La "Stichting Het Laatste Nieuws" a vu le jour le 3 mai 1955 et a reçu pour mission de perpétuer le courant idéologique du journal flamand éponyme. L’initiative s’inscrivait dans la mouvance internationale amorcée au cours des années qui suivirent la Seconde Guerre mondiale en vue de garantir l’indépendance des journalistes. Cette tendance prit corps dans le journal parisien Le Monde en 1951 et dans le General Council of the Press britannique en 1953. Le cas flamand présentait toutefois une spécificité appuyée. À l’inverse des modèles étrangers, l’initiative avait été lancée par le propriétaire du journal, Julius Hoste jr., ministre du gouvernement belge en exil à Londres. La deuxième originalité résidait dans le but idéologique marqué de l’idée fondatrice. Hoste était convaincu que seul un libéralisme social moderne – tel celui décrit sous son impulsion personnelle et celle de Salvador de Madariaga dans le Manifeste d’Oxford, à l’occasion de la création de l’Internationale Libérale le 14 avril 1947 – pouvait offrir une parade efficace aux rava¬ges causés par le régime totalitaire nazi en Europe.

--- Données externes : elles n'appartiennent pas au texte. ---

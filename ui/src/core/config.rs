//! Build-time application configuration.
//!
//! Every value has a compiled default. A handful can be overridden through
//! environment variables read when the crate is compiled (`option_env!`), which
//! is the only configuration channel available to a browser build:
//!
//! | variable         | default        |
//! |------------------|----------------|
//! | `VOID_TOKEN_KEY` | `access_token` |
//! | `VOID_LOG`       | `info`         |
//! | `VOID_ROOT_ID`   | `app`          |

use dioxus::logger::tracing::Level;

#[derive(Debug, Clone, Copy, PartialEq, Eq)]
pub struct AppConfig {
    /// Display name used for window titles and the navbar brand.
    pub app_name: &'static str,
    /// Id of the host page element the web build mounts onto.
    pub root_element: &'static str,
    /// Local-storage key holding the session token.
    pub token_key: &'static str,
    /// Raw log level filter (`trace`, `debug`, `info`, `warn`, `error`).
    pub log_level: &'static str,
}

pub const CONFIG: AppConfig = AppConfig::from_build_env();

pub fn config() -> &'static AppConfig {
    &CONFIG
}

impl AppConfig {
    pub const fn from_build_env() -> Self {
        Self {
            app_name: "Void",
            root_element: or_default(option_env!("VOID_ROOT_ID"), "app"),
            token_key: or_default(option_env!("VOID_TOKEN_KEY"), "access_token"),
            log_level: or_default(option_env!("VOID_LOG"), "info"),
        }
    }

    /// Parsed log level; unknown values fall back to `INFO`.
    pub fn level(&self) -> Level {
        self.log_level.parse().unwrap_or(Level::INFO)
    }

    /// Install the global logger. Safe to call more than once.
    pub fn init_logging(&self) {
        // Err only means a subscriber is already installed.
        let _ = dioxus::logger::init(self.level());
    }
}

const fn or_default(value: Option<&'static str>, default: &'static str) -> &'static str {
    match value {
        Some(v) if !v.is_empty() => v,
        _ => default,
    }
}
//! Document store: discover note files and reuse or refresh their parses.

use globset::{GlobBuilder, GlobMatcher};
use log::{debug, info, warn};
use rayon::prelude::*;
use serde::Serialize;
use std::path::{Path, PathBuf};
use std::sync::Arc;
use walkdir::{DirEntry, WalkDir};

use crate::cache::PersistentCache;
use crate::error::{NotesError, Result};
use crate::models::{Document, DocumentMap, ModTime, ParsedDocument};
use crate::parser::DocumentParser;

/// Default document glob, relative to the root.
pub const DEFAULT_DOCUMENT_PATTERN: &str = "**/*.md";

/// File discovery options.
#[derive(Debug, Clone)]
pub struct ScanOptions {
    /// Glob matched against `/`-separated root-relative paths.
    pub pattern: String,
    /// Whether to skip hidden files and folders.
    pub skip_hidden: bool,
    /// Directory names to skip during discovery (ASCII case-insensitive).
    /// Empty by default.
    pub excluded_dirs: Vec<String>,
}

impl Default for ScanOptions {
    fn default() -> Self {
        Self {
            pattern: DEFAULT_DOCUMENT_PATTERN.to_string(),
            skip_hidden: true,
            excluded_dirs: Vec::new(),
        }
    }
}

/// A file left out of the scan result, with the reason.
#[derive(Debug)]
pub struct ScanIssue {
    /// Root-relative path of the skipped file.
    pub relative_path: String,
    /// Why it was skipped.
    pub error: NotesError,
}

/// Outcome of one scan.
#[derive(Debug, Default)]
pub struct ScanReport {
    /// Relative path -> document.
    pub documents: DocumentMap,
    /// Files skipped because of I/O or parse failures.
    pub issues: Vec<ScanIssue>,
    /// Files read and parsed during this scan.
    pub reparsed: usize,
    /// Files served from the cache.
    pub reused: usize,
}

/// Serializable scan counters.
#[derive(Debug, Clone, PartialEq, Eq, Serialize)]
pub struct ScanStats {
    /// Documents in the mapping.
    pub documents: usize,
    /// Files parsed.
    pub reparsed: usize,
    /// Files reused from cache.
    pub reused: usize,
    /// `path: reason` for every skipped file.
    pub issues: Vec<String>,
}

impl ScanReport {
    /// Counters for reporting.
    #[must_use]
    pub fn stats(&self) -> ScanStats {
        ScanStats {
            documents: self.documents.len(),
            reparsed: self.reparsed,
            reused: self.reused,
            issues: self
                .issues
                .iter()
                .map(|issue| format!("{}: {}", issue.relative_path, issue.error))
                .collect(),
        }
    }
}

enum Loaded {
    Reused {
        key: String,
        absolute_path: PathBuf,
        cached: Arc<ParsedDocument>,
    },
    Parsed {
        key: String,
        absolute_path: PathBuf,
        parsed: ParsedDocument,
    },
}

/// Scans one root directory against a [`PersistentCache`].
///
/// Holds no per-scan state: every call to [`DocumentStore::scan`] returns a
/// fresh mapping.
#[derive(Debug)]
pub struct DocumentStore<P> {
    root: PathBuf,
    options: ScanOptions,
    matcher: GlobMatcher,
    parser: P,
}

impl<P: DocumentParser> DocumentStore<P> {
    /// Create a store for `root` with default options.
    ///
    /// # Errors
    ///
    /// Returns [`NotesError::InvalidRoot`] when `root` is not a directory.
    pub fn new(root: &Path, parser: P) -> Result<Self> {
        Self::with_options(root, ScanOptions::default(), parser)
    }

    /// Create a store with explicit discovery options.
    ///
    /// # Errors
    ///
    /// Returns [`NotesError::InvalidRoot`] for a bad root and
    /// [`NotesError::Pattern`] for a bad glob.
    pub fn with_options(root: &Path, options: ScanOptions, parser: P) -> Result<Self> {
        if !root.is_dir() {
            return Err(NotesError::InvalidRoot(root.to_path_buf()));
        }
        let root = root
            .canonicalize()
            .map_err(|_| NotesError::InvalidRoot(root.to_path_buf()))?;
        let matcher = GlobBuilder::new(&options.pattern)
            .literal_separator(true)
            .build()?
            .compile_matcher();
        Ok(Self {
            root,
            options,
            matcher,
            parser,
        })
    }

    /// Canonical scan root.
    #[must_use]
    pub fn root(&self) -> &Path {
        &self.root
    }

    /// Discovery options.
    #[must_use]
    pub fn options(&self) -> &ScanOptions {
        &self.options
    }

    fn should_skip_entry(&self, entry: &DirEntry) -> bool {
        if entry.depth() == 0 {
            return false;
        }
        let name = entry.file_name().to_string_lossy();
        if self.options.skip_hidden && name.starts_with('.') {
            return true;
        }
        entry.file_type().is_dir()
            && self
                .options
                .excluded_dirs
                .iter()
                .any(|excluded| excluded.eq_ignore_ascii_case(&name))
    }

    fn relative_path(&self, path: &Path) -> Option<String> {
        let relative = path.strip_prefix(&self.root).ok()?;
        let value = relative
            .components()
            .map(|c| c.as_os_str().to_string_lossy())
            .collect::<Vec<_>>()
            .join("/");
        if value.is_empty() { None } else { Some(value) }
    }

    /// Symlinks count by their target; links to directories are not walked.
    fn is_document_file(entry: &DirEntry) -> bool {
        if entry.file_type().is_file() {
            return true;
        }
        entry.path_is_symlink()
            && std::fs::metadata(entry.path()).is_ok_and(|meta| meta.is_file())
    }

    /// Matching files as `(relative, absolute)` pairs in file-name order.
    #[must_use]
    pub fn discover(&self) -> Vec<(String, PathBuf)> {
        WalkDir::new(&self.root)
            .follow_links(false)
            .sort_by_file_name()
            .into_iter()
            .filter_entry(|entry| !self.should_skip_entry(entry))
            .filter_map(|entry| match entry {
                Ok(entry) => Some(entry),
                Err(e) => {
                    debug!("skipping unreadable directory entry: {e}");
                    None
                }
            })
            .filter(Self::is_document_file)
            .filter_map(|entry| {
                let relative = self.relative_path(entry.path())?;
                self.matcher
                    .is_match(&relative)
                    .then(|| (relative, entry.into_path()))
            })
            .collect()
    }

    /// Scan the root, reusing cache entries whose mtime still matches.
    ///
    /// Stale or missing entries are re-read, re-parsed and written back to
    /// `cache`. Files that vanish or fail to read/parse are reported in
    /// [`ScanReport::issues`] and left out of the mapping. The cache is not
    /// saved to disk here.
    ///
    /// Files are checked and parsed in parallel; cache recency is then
    /// updated in path order, so equal trees yield equal snapshots.
    pub fn scan(&self, cache: &PersistentCache) -> ScanReport {
        let files = self.discover();
        let outcomes: Vec<(String, Result<Loaded>)> = files
            .into_par_iter()
            .map(|(relative, absolute)| {
                let loaded = self.load_document(absolute, cache);
                (relative, loaded)
            })
            .collect();

        let mut report = ScanReport::default();
        for (relative_path, outcome) in outcomes {
            match outcome {
                Ok(Loaded::Reused {
                    key,
                    absolute_path,
                    cached,
                }) => {
                    // Promote in path order.
                    let _ = cache.get(&key);
                    report.reused += 1;
                    let doc = Document::new(relative_path.as_str(), absolute_path, cached);
                    report.documents.insert(relative_path, doc);
                }
                Ok(Loaded::Parsed {
                    key,
                    absolute_path,
                    parsed,
                }) => {
                    let parsed = cache.set(key, parsed);
                    report.reparsed += 1;
                    let doc = Document::new(relative_path.as_str(), absolute_path, parsed);
                    report.documents.insert(relative_path, doc);
                }
                Err(error) => {
                    if error.is_not_found() {
                        debug!("{relative_path} vanished during scan");
                    } else {
                        warn!("skipping {relative_path}: {error}");
                    }
                    report.issues.push(ScanIssue {
                        relative_path,
                        error,
                    });
                }
            }
        }
        info!(
            "scanned {}: {} documents ({} reparsed, {} cached, {} skipped)",
            self.root.display(),
            report.documents.len(),
            report.reparsed,
            report.reused,
            report.issues.len()
        );
        report
    }

    fn load_document(&self, absolute_path: PathBuf, cache: &PersistentCache) -> Result<Loaded> {
        let metadata =
            std::fs::metadata(&absolute_path).map_err(|e| NotesError::io(&absolute_path, e))?;
        let mod_time = metadata.modified().ok().and_then(ModTime::from_system_time);
        let key = absolute_path.to_string_lossy().into_owned();

        if let Some(mod_time) = mod_time
            && let Some(cached) = cache.peek(&key)
            && cached.mod_time == Some(mod_time)
        {
            return Ok(Loaded::Reused {
                key,
                absolute_path,
                cached,
            });
        }

        debug!("parsing {}", absolute_path.display());
        let content =
            std::fs::read_to_string(&absolute_path).map_err(|e| NotesError::io(&absolute_path, e))?;
        let tree = self
            .parser
            .parse(&content)
            .map_err(|message| NotesError::Parse {
                path: absolute_path.clone(),
                message,
            })?;
        Ok(Loaded::Parsed {
            key,
            absolute_path,
            parsed: ParsedDocument {
                mod_time,
                content,
                tree,
            },
        })
    }
}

Peu avant son décès, Julius Hoste avait chargé Albert Maertens, son frère spirituel et successeur à la tête de Het Laatste Nieuws, de créer une fondation qui veillerait à ce que le journal continue à véhiculer les pensées humanistes libérales, en conservant sa totale indépendance par rapport à la politique du parti. Hoste avait remis à Maertens une petite liste de «libéraux incorruptibles» susceptibles de soutenir la Fondation. La continuité idéologique fut assurée grâce à la règle de la cooptation de nouveaux membres. Deux clauses capitales sont gravées dans les statuts de la Fondation et de la maison d’édition, la S.A. Hoste. D’une part, l’engagement de tous les nouveaux journalistes et des rédacteurs en chef requiert l’approbation préalable de la Fondation. La force juridique de leur nomination est subordonnée à la signature du Manifeste d’Oxford. D’autre part, la cession du fonds de commerce et du titre du journal à des tiers peut seulement être réalisée après que ces tiers ont souscrit aux mêmes obligations envers la Fondation que celles assumées par les propriétaires précédents ; en d’autres termes, ils doivent reconnaître qu’il appartient à la Fondation de définir les lignes générales de l’orientation politique du journal. Voilà à présent cinquante ans que la construction idéologique de Hoste et Maertens prouve son efficacité, même après le passage du journal dans d’autres mains. La collaboration constructive instaurée avec les S.A. successives repose aussi sur le fait que l’administrateur délégué de la maison d’édition et le rédacteur en chef du journal assistent toujours, en qualité d’observateurs, aux réunions de la Fondation – qui, pour des raisons légales, est dénommée “Raad Het Laatste Nieuws vzw” depuis 2004.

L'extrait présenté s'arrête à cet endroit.